DATA SUPPLIED section start

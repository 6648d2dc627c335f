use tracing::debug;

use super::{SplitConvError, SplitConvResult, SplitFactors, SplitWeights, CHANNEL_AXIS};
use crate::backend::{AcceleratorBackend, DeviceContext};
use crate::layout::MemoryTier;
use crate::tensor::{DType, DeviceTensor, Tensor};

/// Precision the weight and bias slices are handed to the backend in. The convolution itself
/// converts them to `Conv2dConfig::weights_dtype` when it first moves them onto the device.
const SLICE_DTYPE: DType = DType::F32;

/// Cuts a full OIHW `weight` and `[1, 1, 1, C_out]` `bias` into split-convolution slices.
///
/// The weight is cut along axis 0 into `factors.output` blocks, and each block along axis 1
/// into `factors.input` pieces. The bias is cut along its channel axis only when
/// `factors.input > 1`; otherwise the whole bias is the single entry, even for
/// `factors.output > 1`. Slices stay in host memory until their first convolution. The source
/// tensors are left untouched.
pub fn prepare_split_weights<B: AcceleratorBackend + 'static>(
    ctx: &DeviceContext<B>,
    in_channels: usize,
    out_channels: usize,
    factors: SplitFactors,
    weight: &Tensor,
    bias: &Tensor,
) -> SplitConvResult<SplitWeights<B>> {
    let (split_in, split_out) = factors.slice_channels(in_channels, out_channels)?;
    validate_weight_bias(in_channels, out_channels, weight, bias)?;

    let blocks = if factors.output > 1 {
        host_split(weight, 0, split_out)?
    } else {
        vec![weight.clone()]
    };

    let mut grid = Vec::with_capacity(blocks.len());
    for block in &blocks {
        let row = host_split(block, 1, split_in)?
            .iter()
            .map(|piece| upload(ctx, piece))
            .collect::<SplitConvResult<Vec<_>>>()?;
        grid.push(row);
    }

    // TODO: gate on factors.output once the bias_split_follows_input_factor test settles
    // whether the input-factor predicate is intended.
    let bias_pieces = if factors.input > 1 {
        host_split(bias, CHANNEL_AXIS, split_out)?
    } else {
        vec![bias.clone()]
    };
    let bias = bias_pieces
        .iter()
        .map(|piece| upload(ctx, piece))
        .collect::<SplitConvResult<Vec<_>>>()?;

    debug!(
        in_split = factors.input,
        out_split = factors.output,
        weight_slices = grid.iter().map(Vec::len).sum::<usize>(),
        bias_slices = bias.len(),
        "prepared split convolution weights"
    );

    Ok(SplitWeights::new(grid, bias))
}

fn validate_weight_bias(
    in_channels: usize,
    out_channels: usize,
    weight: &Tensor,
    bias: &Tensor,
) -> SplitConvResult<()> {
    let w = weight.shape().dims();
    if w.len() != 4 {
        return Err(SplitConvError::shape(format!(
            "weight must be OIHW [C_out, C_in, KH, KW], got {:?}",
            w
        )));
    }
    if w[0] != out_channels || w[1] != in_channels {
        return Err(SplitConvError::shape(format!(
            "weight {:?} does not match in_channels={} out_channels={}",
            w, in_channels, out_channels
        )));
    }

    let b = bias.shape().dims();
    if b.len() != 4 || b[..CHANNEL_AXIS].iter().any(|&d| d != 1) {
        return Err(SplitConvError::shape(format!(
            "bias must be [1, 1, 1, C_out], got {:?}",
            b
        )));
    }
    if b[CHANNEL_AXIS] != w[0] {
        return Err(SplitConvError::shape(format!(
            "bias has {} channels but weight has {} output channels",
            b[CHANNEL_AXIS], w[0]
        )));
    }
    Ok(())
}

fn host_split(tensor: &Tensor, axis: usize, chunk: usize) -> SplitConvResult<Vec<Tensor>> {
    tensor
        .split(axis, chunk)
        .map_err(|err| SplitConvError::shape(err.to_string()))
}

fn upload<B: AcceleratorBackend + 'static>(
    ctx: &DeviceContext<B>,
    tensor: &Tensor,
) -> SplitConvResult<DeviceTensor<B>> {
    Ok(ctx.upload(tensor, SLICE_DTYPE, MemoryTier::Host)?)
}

DATA SUPPLIED section end
DATA SUPPLIED section start

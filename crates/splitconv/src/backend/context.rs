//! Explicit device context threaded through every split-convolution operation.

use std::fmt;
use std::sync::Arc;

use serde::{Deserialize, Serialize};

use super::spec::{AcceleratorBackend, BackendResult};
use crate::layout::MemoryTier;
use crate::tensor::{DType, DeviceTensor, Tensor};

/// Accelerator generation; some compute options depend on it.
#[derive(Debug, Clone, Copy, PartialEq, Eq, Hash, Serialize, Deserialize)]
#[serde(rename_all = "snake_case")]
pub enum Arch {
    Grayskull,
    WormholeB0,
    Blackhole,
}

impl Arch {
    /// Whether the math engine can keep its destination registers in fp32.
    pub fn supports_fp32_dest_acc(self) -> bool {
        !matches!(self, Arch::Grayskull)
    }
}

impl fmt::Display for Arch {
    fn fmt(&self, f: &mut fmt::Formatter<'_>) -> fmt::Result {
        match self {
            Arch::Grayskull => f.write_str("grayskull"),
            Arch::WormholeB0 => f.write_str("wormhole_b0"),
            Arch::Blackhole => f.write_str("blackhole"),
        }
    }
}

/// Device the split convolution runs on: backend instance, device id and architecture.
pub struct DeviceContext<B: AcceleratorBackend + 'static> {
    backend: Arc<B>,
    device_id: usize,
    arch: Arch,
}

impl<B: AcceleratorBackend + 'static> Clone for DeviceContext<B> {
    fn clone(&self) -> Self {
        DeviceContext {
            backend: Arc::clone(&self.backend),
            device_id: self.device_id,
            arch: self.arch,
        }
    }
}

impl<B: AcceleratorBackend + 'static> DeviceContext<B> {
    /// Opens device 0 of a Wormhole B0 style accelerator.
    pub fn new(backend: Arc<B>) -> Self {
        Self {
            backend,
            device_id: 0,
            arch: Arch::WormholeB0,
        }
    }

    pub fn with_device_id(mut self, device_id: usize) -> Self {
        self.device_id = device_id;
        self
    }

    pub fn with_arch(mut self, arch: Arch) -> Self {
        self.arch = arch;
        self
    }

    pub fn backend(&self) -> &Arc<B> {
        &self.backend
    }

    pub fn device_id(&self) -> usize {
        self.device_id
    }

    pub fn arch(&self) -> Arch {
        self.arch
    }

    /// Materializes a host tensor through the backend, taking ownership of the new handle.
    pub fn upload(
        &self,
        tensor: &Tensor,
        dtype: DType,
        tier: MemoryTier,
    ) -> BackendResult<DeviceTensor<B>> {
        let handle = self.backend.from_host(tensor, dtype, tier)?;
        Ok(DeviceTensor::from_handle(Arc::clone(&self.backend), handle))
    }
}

DATA SUPPLIED section end

> **TASK DIRECTIONS**
Beginning with the line above that contains "Ok(SplitWeights::new(grid, bias))", copy each line exactly up to and including the line that contains "let b = bias.shape().dims();", and go no further.

> **RESPONSE BELOW**
    Ok(SplitWeights::new(grid, bias))
}

fn validate_weight_bias(
    in_channels: usize,
    out_channels: usize,
    weight: &Tensor,
    bias: &Tensor,
) -> SplitConvResult<()> {
    let w = weight.shape().dims();
    if w.len() != 4 {
        return Err(SplitConvError::shape(format!(
            "weight must be OIHW [C_out, C_in, KH, KW], got {:?}",
            w
        )));
    }
    if w[0] != out_channels || w[1] != in_channels {
        return Err(SplitConvError::shape(format!(
            "weight {:?} does not match in_channels={} out_channels={}",
            w, in_channels, out_channels
        )));
    }

    let b = bias.shape().dims();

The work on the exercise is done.